A man wearing a collarless Beatles suit approaches the front of the room, pacing in a measured martial dance, followed by a woman in a blue dress. The man carries a mask of a horse’s head. As he reaches the front of the room, the walls behind him fill with texts in intersecting arcs. He puts on the mask and begins to move as if he himself has become a horse. As you attempt to read the text, three projected screens across, you realize that the arcing texts seem to be arranged in patterns that have more in common with architecture than they do with the stanzas of a poem. While the horse in the Beatles jacket and the woman in the blue dress continue their time-based performance, the operator in the back of the room scrolls across and down the projected work. The pattern of intersecting arcs of texts extends far off the screen in seemingly endless virtual space. Reading the work feels very much like trying to make out the details of an intricately detailed cupola as you stare up and walk around underneath it.1
Fig. 1. Goat Island performs The Last Performance [dot org] at the Electronic Literature in Europe Conference. Landmark Café Bergen, Norway, 12.09.2008.

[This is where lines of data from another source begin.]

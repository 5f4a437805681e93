/* This file is part of DarkFi (https://dark.fi)
 *
 * Copyright (C) 2020-2025 Dyne.org foundation
 *
 * This program is free software: you can redistribute it and/or modify
 * it under the terms of the GNU Affero General Public License as
 * published by the Free Software Foundation, either version 3 of the
 * License, or (at your option) any later version.
 *
 * This program is distributed in the hope that it will be useful,
 * but WITHOUT ANY WARRANTY; without even the implied warranty of
 * MERCHANTABILITY or FITNESS FOR A PARTICULAR PURPOSE.  See the
 * GNU Affero General Public License for more details.
 *
 * You should have received a copy of the GNU Affero General Public License
 * along with this program.  If not, see <https://www.gnu.org/licenses/>.
 */

//! The ledger client seam. A session never talks to the network
//! directly; everything goes through a [`LedgerClient`].

use async_trait::async_trait;
use tinyjson::JsonValue;

use crate::{tx::TxEnvelope, Result};

/// JSON-RPC backed ledger client
pub mod rpc;
pub use rpc::RpcLedgerClient;

/// In-memory ledger used for dry runs
pub mod memory;
pub use memory::MemoryLedger;

/// Remote interface to a ledger node.
///
/// Errors returned from these methods are transport-level failures;
/// a ledger that received a transaction and rejected it reports that
/// through the result code of the broadcast acknowledgement instead.
#[async_trait]
pub trait LedgerClient: Send + Sync {
    /// Next expected transaction sequence number of an account.
    async fn account_sequence(&self, address: &str) -> Result<u64>;

    /// Submit a signed transaction and return the raw acknowledgement.
    /// Returns once the ledger has accepted or rejected the transaction
    /// for inclusion; does not wait for finality.
    async fn broadcast(&self, tx: &TxEnvelope) -> Result<JsonValue>;

    /// Run a read-only query against a contract and return the decoded
    /// response.
    async fn contract_query(&self, contract: &str, query: &JsonValue) -> Result<JsonValue>;
}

Judd Morrissey, Mark Jeffrey, Goat Island, and 145+ additional writers are contributing to the web-based component of the work-in-progress The Last Performance [dot org]. The project’s developers describe it as “a constraint-based collaborative writing, archiving and text-visualization project responding to the theme of lastness in relation to architectural forms, acts of building, a final performance, and the interruption (that becomes the promise) of community.” The work is a kind of hopeful monster2, a mutated form of literature that combines elements of dance and performance, information and physical architecture, and Oulipian constraint-driven approaches to writing. The visual design of the project is based on the structure and details of the Džamija, a mosque built on top of an old church in Zagreb, Croatia. Elements of the structure were derived from a dance performance by Goat Island, a Chicago-based performance collective. Organizational principles of the text are largely algorithmic and procedural. Individual texts are written in response to a series of odd, seemingly arbitrary constraints such as “Construct a last performance in the form of a heavy foot that weighs two tons and remains in good condition.” Contributors include both a close-knit group of authors and performers who worked most closely on the project for two years, and random readers who stumble across the work on the Web and decide to contribute a text by responding to a constraint or to one of the other texts.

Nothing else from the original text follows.